Doctor,Nurse

@lprhll (387)
Italy
February 20, 2007 2:58pm CST
Doctor: "Did you take the patient's temperature Nurse: "No. Is it missing?" Doctor: "Nurse, how is that little boy doing, the one who swallowed ten quarters?" Nurse: "No change yet."
1 person likes this
4 responses
@forjosie (1544)
• Indonesia
21 Feb 07
Brazilian Soldiers Donald Rumsfeld is briefing president Bush: "Yesterday, 3 Brazilian soldiers were killed." "Oh no!" exclaims the president, "that's terrible!" His staff is stunned at this unprecedented display of emotion, watching as Bush sits, head in hands. Finally, he looks up and asks, "How many is a brazillion?"
@anjuscor (1266)
• India
21 Feb 07
A wee Clydeside man, who has worked in the shipyards all his life, wins on the Pools and decides to do something they could never have dreamed of doing - take a trip on one of the ships he helped build - the QE2. Now as it is a once in a lifetime event, he goes the whole hog and takes one of the best staterooms. Naturally the captain when he hears one of the men who built her is on board they are invited to the captain's table.
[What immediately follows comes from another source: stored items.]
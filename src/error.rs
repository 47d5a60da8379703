/// 错误类型定义
///
/// 会话层的失败统一使用 [`SessionError`] 携带（远端地址、所属会话、错误码、请求 ID、描述），
/// 每个错误码通过 [`SessionErrorCode::log_policy`] 查表决定日志级别以及是否聚合上报。
/// 基础设施层（配置、文件、HTTP、超时）的失败使用 [`TunnelError`]。
use crate::access::SessionId;
use crate::event_reporter::ErrorReporters;
use serde::{Deserialize, Serialize};
use std::fmt;
use std::io;
use std::net::SocketAddr;
use thiserror::Error;
use tracing::Level;

/// 按运行时级别输出 tracing 事件
macro_rules! log_at {
    ($level:expr, $($arg:tt)+) => {{
        let level: ::tracing::Level = $level;
        if level == ::tracing::Level::ERROR {
            ::tracing::error!($($arg)+)
        } else if level == ::tracing::Level::WARN {
            ::tracing::warn!($($arg)+)
        } else if level == ::tracing::Level::INFO {
            ::tracing::info!($($arg)+)
        } else if level == ::tracing::Level::DEBUG {
            ::tracing::debug!($($arg)+)
        } else {
            ::tracing::trace!($($arg)+)
        }
    }};
}

/// 会话错误码
#[derive(Debug, Clone, Copy, PartialEq, Eq, Hash, Serialize, Deserialize)]
#[serde(rename_all = "snake_case")]
pub enum SessionErrorCode {
    /// 内部错误：重复 ID、后端超时、不变量被破坏等
    GeneralError,
    /// 凭据被拒绝、吊销或过期
    AccessError,
    /// 会话已终止或不存在
    SessionClosed,
    /// 客户端协议版本不受支持
    UnsupportedClient,
    /// 同一地址在滑动窗口内的接入次数超限
    NetScanExceeded,
    /// 全局接入速率超限
    AdmissionThrottled,
}

impl SessionErrorCode {
    /// 是否属于扫描/滥用类错误
    pub fn is_abuse(self) -> bool {
        matches!(self, Self::NetScanExceeded | Self::AdmissionThrottled)
    }

    /// 查询该错误码的日志策略
    pub fn log_policy(self) -> LogPolicy {
        match self {
            Self::GeneralError => LogPolicy::individual(Level::ERROR, "session"),
            Self::AccessError => LogPolicy::individual(Level::INFO, "access"),
            Self::SessionClosed => LogPolicy::individual(Level::DEBUG, "session"),
            Self::UnsupportedClient => LogPolicy::individual(Level::WARN, "session"),
            Self::NetScanExceeded => LogPolicy::aggregate(Level::WARN, "net_protect"),
            Self::AdmissionThrottled => LogPolicy::aggregate(Level::WARN, "net_protect"),
        }
    }
}

impl fmt::Display for SessionErrorCode {
    fn fmt(&self, f: &mut fmt::Formatter<'_>) -> fmt::Result {
        let name = match self {
            Self::GeneralError => "GeneralError",
            Self::AccessError => "AccessError",
            Self::SessionClosed => "SessionClosed",
            Self::UnsupportedClient => "UnsupportedClient",
            Self::NetScanExceeded => "NetScanExceeded",
            Self::AdmissionThrottled => "AdmissionThrottled",
        };
        f.write_str(name)
    }
}

/// 日志输出方式
#[derive(Debug, Clone, Copy, PartialEq, Eq)]
pub enum LogMode {
    /// 每次发生都单独记录
    Individual,
    /// 交给聚合上报器，按次数或时间输出汇总
    Aggregate,
}

/// 单个错误码的日志策略
#[derive(Debug, Clone, Copy, PartialEq, Eq)]
pub struct LogPolicy {
    pub level: Level,
    pub mode: LogMode,
    /// 日志分类（对应不同的事件来源）
    pub category: &'static str,
}

impl LogPolicy {
    const fn individual(level: Level, category: &'static str) -> Self {
        Self {
            level,
            mode: LogMode::Individual,
            category,
        }
    }

    const fn aggregate(level: Level, category: &'static str) -> Self {
        Self {
            level,
            mode: LogMode::Aggregate,
            category,
        }
    }
}

/// 会话层失败
#[derive(Error, Debug, Clone)]
#[error("{message} (code: {code})")]
pub struct SessionError {
    pub remote_endpoint: Option<SocketAddr>,
    pub session_id: Option<SessionId>,
    pub code: SessionErrorCode,
    pub request_id: Option<String>,
    pub message: String,
}

impl SessionError {
    pub fn new(code: SessionErrorCode, message: impl Into<String>) -> Self {
        Self {
            remote_endpoint: None,
            session_id: None,
            code,
            request_id: None,
            message: message.into(),
        }
    }

    pub fn general(message: impl Into<String>) -> Self {
        Self::new(SessionErrorCode::GeneralError, message)
    }

    pub fn access(message: impl Into<String>) -> Self {
        Self::new(SessionErrorCode::AccessError, message)
    }

    pub fn unsupported_client(message: impl Into<String>) -> Self {
        Self::new(SessionErrorCode::UnsupportedClient, message)
    }

    /// 会话已关闭或不存在
    pub fn session_closed(session_id: SessionId) -> Self {
        Self::new(
            SessionErrorCode::SessionClosed,
            format!("Session {} is closed or does not exist", session_id),
        )
        .with_session(session_id)
    }

    /// NetScan 拒绝
    pub fn net_scan(remote_endpoint: SocketAddr) -> Self {
        Self::new(
            SessionErrorCode::NetScanExceeded,
            "NetScan protector does not allow this request",
        )
        .with_endpoint(remote_endpoint)
    }

    /// 全局速率限制拒绝
    pub fn throttled(remote_endpoint: SocketAddr) -> Self {
        Self::new(
            SessionErrorCode::AdmissionThrottled,
            "Admission rate limit exceeded",
        )
        .with_endpoint(remote_endpoint)
    }

    pub fn with_endpoint(mut self, remote_endpoint: SocketAddr) -> Self {
        self.remote_endpoint = Some(remote_endpoint);
        self
    }

    pub fn with_session(mut self, session_id: SessionId) -> Self {
        self.session_id = Some(session_id);
        self
    }

    pub fn with_request_id(mut self, request_id: impl Into<String>) -> Self {
        self.request_id = Some(request_id.into());
        self
    }

    pub fn is_session_closed(&self) -> bool {
        self.code == SessionErrorCode::SessionClosed
    }

    /// 按错误码的日志策略记录本错误
    ///
    /// 聚合类错误只会计入对应的上报器，不会逐条输出。
    pub fn log(&self, reporters: &ErrorReporters) {
        let policy = self.code.log_policy();
        if policy.mode == LogMode::Aggregate {
            if let Some(reporter) = reporters.reporter_for(self.code) {
                reporter.raise();
                return;
            }
        }

        let endpoint = self
            .remote_endpoint
            .map(|ep| ep.to_string())
            .unwrap_or_else(|| "-".to_string());
        let session = self
            .session_id
            .map(|id| id.to_string())
            .unwrap_or_else(|| "-".to_string());
        let request = self.request_id.as_deref().unwrap_or("-");

        log_at!(
            policy.level,
            category = policy.category,
            "{} SessionId: {}, RequestId: {}, Endpoint: {}",
            self,
            session,
            request,
            endpoint
        );
    }
}

/// 基础设施错误
#[derive(Error, Debug)]
pub enum TunnelError {
    /// 配置错误
    #[error("Configuration error: {0}")]
    ConfigError(String),

    /// 访问管理后端错误（文件存储或远程服务）
    #[error("Access manager error: {0}")]
    AccessBackend(String),

    /// 超时错误
    #[error("Operation timeout after {duration:?}")]
    Timeout { duration: std::time::Duration },

    /// 会话层错误
    #[error(transparent)]
    Session(#[from] SessionError),

    /// I/O 错误
    #[error("I/O error: {0}")]
    Io(#[from] io::Error),

    /// JSON 编解码错误
    #[error("JSON error: {0}")]
    Json(#[from] serde_json::Error),

    /// HTTP 请求错误
    #[error("HTTP error: {0}")]
    Http(#[from] reqwest::Error),

    /// 其他错误（保留与 anyhow 的兼容性）
    #[error(transparent)]
    Other(#[from] anyhow::Error),
}

/// Result 类型别名
pub type Result<T> = std::result::Result<T, TunnelError>;

impl TunnelError {
    /// 创建配置错误
    pub fn config_error(msg: impl Into<String>) -> Self {
        Self::ConfigError(msg.into())
    }

    /// 创建访问后端错误
    pub fn backend(msg: impl Into<String>) -> Self {
        Self::AccessBackend(msg.into())
    }

    /// 创建超时错误
    pub fn timeout(duration: std::time::Duration) -> Self {
        Self::Timeout { duration }
    }

    /// 检查是否为超时错误
    pub fn is_timeout(&self) -> bool {
        matches!(self, Self::Timeout { .. })
    }

    /// 检查是否为配置错误
    pub fn is_config_error(&self) -> bool {
        matches!(self, Self::ConfigError(_))
    }
}

#[cfg(test)]
mod tests {
    use super::*;
    use crate::config::EventReporterConfig;
    use std::time::Duration;

    #[test]
    fn test_session_error_display() {
        let err = SessionError::session_closed(SessionId(42));
        assert!(err.is_session_closed());
        assert_eq!(err.session_id, Some(SessionId(42)));
        assert_eq!(
            err.to_string(),
            "Session 42 is closed or does not exist (code: SessionClosed)"
        );
    }

    #[test]
    fn test_error_context_builders() {
        let ep: SocketAddr = "10.0.0.1:4000".parse().unwrap();
        let err = SessionError::general("duplicate stream")
            .with_endpoint(ep)
            .with_session(SessionId(7))
            .with_request_id("req-1");

        assert_eq!(err.code, SessionErrorCode::GeneralError);
        assert_eq!(err.remote_endpoint, Some(ep));
        assert_eq!(err.session_id, Some(SessionId(7)));
        assert_eq!(err.request_id.as_deref(), Some("req-1"));
    }

    #[test]
    fn test_log_policy_table() {
        for code in [
            SessionErrorCode::NetScanExceeded,
            SessionErrorCode::AdmissionThrottled,
        ] {
            assert!(code.is_abuse());
            assert_eq!(code.log_policy().mode, LogMode::Aggregate);
        }

        for code in [
            SessionErrorCode::GeneralError,
            SessionErrorCode::AccessError,
            SessionErrorCode::SessionClosed,
            SessionErrorCode::UnsupportedClient,
        ] {
            assert!(!code.is_abuse());
            assert_eq!(code.log_policy().mode, LogMode::Individual);
        }

        assert_eq!(
            SessionErrorCode::GeneralError.log_policy().level,
            Level::ERROR
        );
    }

    #[test]
    fn test_abuse_errors_are_aggregated() {
        let reporters = ErrorReporters::new(&EventReporterConfig {
            max_pending: 1000,
            report_interval_secs: 3600,
        });
        let ep: SocketAddr = "192.0.2.1:5555".parse().unwrap();

        for _ in 0..3 {
            SessionError::net_scan(ep).log(&reporters);
        }
        SessionError::throttled(ep).log(&reporters);
        SessionError::general("not aggregated").log(&reporters);

        assert_eq!(reporters.net_scan().total(), 3);
        assert_eq!(reporters.throttled().total(), 1);
    }

    #[test]
    fn test_tunnel_error_checks() {
        let timeout_err = TunnelError::timeout(Duration::from_secs(1));
        let config_err = TunnelError::config_error("bad");

        assert!(timeout_err.is_timeout());
        assert!(!timeout_err.is_config_error());
        assert!(config_err.is_config_error());
        assert!(timeout_err.to_string().contains("timeout"));

        let session_err: TunnelError = SessionError::access("revoked").into();
        assert!(session_err.to_string().contains("revoked"));
    }
}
At the table is an immensely wealthy Kelvinside lady and she regards the pair as frightfully amusing. "And hev you sailed on the ship many times before?" she asks. "Naw," says our wee man's wife, excitement in her voice, "This is oor furst time!" "Oh I see," drawls the Kelvinside lady,"my husband and I make this trip three times every year." "Three times? Every year!?" squeaks the wee worker's wife, "how d'ye manage it?" The lady coughs politely and says very archly, "My husband works for Cunard you know." "Well," spits out the wee worker's wummin, "Mah man works f***in hard tae, but we don't brag aboot it!"
• Philippines
30 Apr 08
That was funny. Thank you for sharing it here. I had a good laugh, teehee.. Thanks. :)
• Canada
20 Feb 07
Funny!
@underdogtoo (9579)
• Philippines
30 Apr 08
Haha! What can I say? It's funny.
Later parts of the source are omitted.